If you’re not already familiar with the concept, teleworking means that you can perform your work at an alternative worksite, whether it’s your home or a coffee shop. While some jobs are not able to accommodate teleworking, many occupations make it possible to work from home. Across the state, many Utahns are reaping the benefits of teleworking and decreasing the emissions that affect our air quality.

In addition to helping our air quality, benefits of teleworking include:

  • More effective employees
  • Uninterrupted work
  • Reduced infrastructure costs
  • Decreased training costs
  • Lower relocation costs
  • Increased quality of life

In a recent pilot program, the State of Utah allowed 136 employees to telework and found that productivity went up by almost 20%. Because of the positive results, the State of Utah is ready to extend the program to eligible employees across the state. The pilot program prevented 273 pounds of carbon dioxide from being added to our air and has the potential to eliminate monthly emissions from cars by almost 1,300 pounds.
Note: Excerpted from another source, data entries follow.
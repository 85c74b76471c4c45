//! Crystal annealing: briefly block the cryostream with the annealer paddle.
//!
//! Sequence: governor `SA` → `CB`, air on, wait for the paddle to report in,
//! dwell, air off, wait for the paddle to report out, governor back to `SA`.

use super::actuate::{actuate_until_in_position, ActuatorCommand, PollPolicy};
use crate::device::{Governor, ProcessVariable, PvActuator, StatusFlag};
use crate::error::{BeamlineError, BeamlineResult};
use std::sync::Arc;
use std::time::Duration;
use tokio_util::sync::CancellationToken;
use tracing::{info, warn};

/// Governor state for sample alignment; annealing starts and ends here.
pub const GOVERNOR_SAMPLE_ALIGNMENT: &str = "SA";
/// Governor state for the cryostream-blocked configuration.
pub const GOVERNOR_CRYO_BLOCKED: &str = "CB";
/// Default time the paddle stays in [s].
pub const DEFAULT_ANNEAL_DWELL: Duration = Duration::from_secs(1);

/// Pneumatic annealer paddle.
pub struct Annealer {
    air: Arc<dyn ProcessVariable>,
    in_status: Arc<dyn ProcessVariable>,
    out_status: Arc<dyn ProcessVariable>,
}

impl Annealer {
    /// Wire the air valve and the in/out limit flags.
    pub fn new(
        air: Arc<dyn ProcessVariable>,
        in_status: Arc<dyn ProcessVariable>,
        out_status: Arc<dyn ProcessVariable>,
    ) -> Self {
        Self {
            air,
            in_status,
            out_status,
        }
    }

    async fn insert(&self, policy: PollPolicy, cancel: Option<&CancellationToken>) -> BeamlineResult<()> {
        let actuator = PvActuator::new(
            "annealer.in",
            Arc::clone(&self.air),
            Arc::clone(&self.in_status),
            StatusFlag::Truthy,
        );
        let command = ActuatorCommand::new("annealer.in", 1.0, policy);
        actuate_until_in_position(&actuator, &command, cancel).await
    }

    async fn retract(&self, policy: PollPolicy, cancel: Option<&CancellationToken>) -> BeamlineResult<()> {
        let actuator = PvActuator::new(
            "annealer.out",
            Arc::clone(&self.air),
            Arc::clone(&self.out_status),
            StatusFlag::Truthy,
        );
        let command = ActuatorCommand::new("annealer.out", 0.0, policy);
        actuate_until_in_position(&actuator, &command, cancel).await
    }

    /// Close the air without waiting; used to back out of a failed insertion.
    async fn force_air_off(&self) -> bool {
        match self.air.put(0.0, false).await {
            Ok(()) => true,
            Err(err) => {
                warn!(pv = self.air.name(), error = %err, "Failed to close annealer air");
                false
            }
        }
    }
}

/// Run one annealing cycle.
///
/// # Errors
/// - `Validation` if the governor is not in `SA` (nothing is actuated)
/// - any wait error; after the air has been opened a failure closes it
///   again best-effort and is reported as `PartialActuation`
/// - `PartialActuation` wrapping `Cancelled` if `cancel` fires during the
///   dwell; the air is closed without waiting for the paddle
pub async fn anneal(
    governor: &dyn Governor,
    annealer: &Annealer,
    dwell: Duration,
    policy: PollPolicy,
    cancel: Option<&CancellationToken>,
) -> BeamlineResult<()> {
    let in_sa = governor
        .is_in(GOVERNOR_SAMPLE_ALIGNMENT)
        .await
        .map_err(BeamlineError::device("governor"))?;
    if !in_sa {
        return Err(BeamlineError::Validation(format!(
            "Not in Governor state {GOVERNOR_SAMPLE_ALIGNMENT}"
        )));
    }

    governor
        .set_state(GOVERNOR_CRYO_BLOCKED)
        .await
        .map_err(BeamlineError::device("governor"))?;

    if let Err(err) = annealer.insert(policy, cancel).await {
        let rolled_back = annealer.force_air_off().await;
        return Err(BeamlineError::PartialActuation {
            device: "annealer".to_string(),
            rolled_back,
            source: Box::new(err),
        });
    }

    info!(dwell = ?dwell, "Annealer in");
    if let Some(token) = cancel {
        tokio::select! {
            _ = token.cancelled() => {
                let rolled_back = annealer.force_air_off().await;
                return Err(BeamlineError::PartialActuation {
                    device: "annealer".to_string(),
                    rolled_back,
                    source: Box::new(BeamlineError::Cancelled("annealer".to_string())),
                });
            }
            _ = tokio::time::sleep(dwell) => {}
        }
    } else {
        tokio::time::sleep(dwell).await;
    }

    annealer.retract(policy, cancel).await?;
    info!("Annealer out");

    governor
        .set_state(GOVERNOR_SAMPLE_ALIGNMENT)
        .await
        .map_err(BeamlineError::device("governor"))?;
    Ok(())
}

#[cfg(test)]
mod tests {
    use super::*;
    use crate::device::mock::{MockGovernor, MockPv};

    fn rig(in_readbacks: Vec<f64>) -> (Arc<MockPv>, Annealer) {
        let air = Arc::new(MockPv::new("annealer:air", 0.0));
        let annealer = Annealer::new(
            air.clone(),
            Arc::new(MockPv::with_readbacks("annealer:in", in_readbacks)),
            Arc::new(MockPv::with_readbacks("annealer:out", vec![0.0, 1.0])),
        );
        (air, annealer)
    }

    #[tokio::test(start_paused = true)]
    async fn test_full_cycle() {
        let governor = MockGovernor::new("SA");
        let (air, annealer) = rig(vec![0.0, 0.0, 1.0]);
        let policy = PollPolicy::every(Duration::from_millis(100));

        anneal(&governor, &annealer, DEFAULT_ANNEAL_DWELL, policy, None)
            .await
            .unwrap();

        assert_eq!(air.writes().await, vec![1.0, 0.0]);
        assert_eq!(governor.transitions().await, vec!["CB", "SA"]);
    }

    #[tokio::test]
    async fn test_requires_sample_alignment() {
        let governor = MockGovernor::new("M");
        let (air, annealer) = rig(vec![1.0]);
        let err = anneal(&governor, &annealer, DEFAULT_ANNEAL_DWELL, PollPolicy::default(), None)
            .await
            .unwrap_err();
        assert!(matches!(err, BeamlineError::Validation(_)));
        assert!(air.writes().await.is_empty());
        assert!(governor.transitions().await.is_empty());
    }

    #[tokio::test(start_paused = true)]
    async fn test_stuck_paddle_closes_air() {
        let governor = MockGovernor::new("SA");
        let (air, annealer) = rig(vec![0.0]);
        let policy = PollPolicy::every(Duration::from_millis(100)).with_timeout(Duration::from_secs(3));

        let err = anneal(&governor, &annealer, DEFAULT_ANNEAL_DWELL, policy, None)
            .await
            .unwrap_err();
        match err {
            BeamlineError::PartialActuation {
                rolled_back,
                source,
                ..
            } => {
                assert!(rolled_back);
                assert!(matches!(*source, BeamlineError::Timeout { .. }));
            }
            other => panic!("unexpected error: {other}"),
        }
        assert_eq!(air.writes().await, vec![1.0, 0.0]);
        // The governor is left in CB for the operator to inspect.
        assert_eq!(governor.state().await, "CB");
    }

    #[tokio::test(start_paused = true)]
    async fn test_cancel_during_dwell_closes_air() {
        let governor = MockGovernor::new("SA");
        let (air, annealer) = rig(vec![1.0]);
        let token = CancellationToken::new();
        let canceller = token.clone();
        tokio::spawn(async move {
            tokio::time::sleep(Duration::from_secs(2)).await;
            canceller.cancel();
        });
        let start = tokio::time::Instant::now();

        let err = anneal(
            &governor,
            &annealer,
            Duration::from_secs(60),
            PollPolicy::every(Duration::from_millis(100)),
            Some(&token),
        )
        .await
        .unwrap_err();

        assert!(start.elapsed() < Duration::from_secs(60));
        match err {
            BeamlineError::PartialActuation {
                rolled_back,
                source,
                ..
            } => {
                assert!(rolled_back);
                assert!(matches!(*source, BeamlineError::Cancelled(_)));
            }
            other => panic!("unexpected error: {other}"),
        }
        assert_eq!(air.writes().await, vec![1.0, 0.0]);
        assert_eq!(governor.state().await, "CB");
    }
}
If your work doesn’t currently allow teleworking, talk to your HR department about introducing the option. There are various methods of teleworking, such as working from home one day a week or adding four 10-hour days, that may work best for your department. If your HR department is hesitant, ask them to survey other employees to determine interest levels. As part of the pitch to your company, make sure to include the positive environmental impact teleworking has on our air quality, too.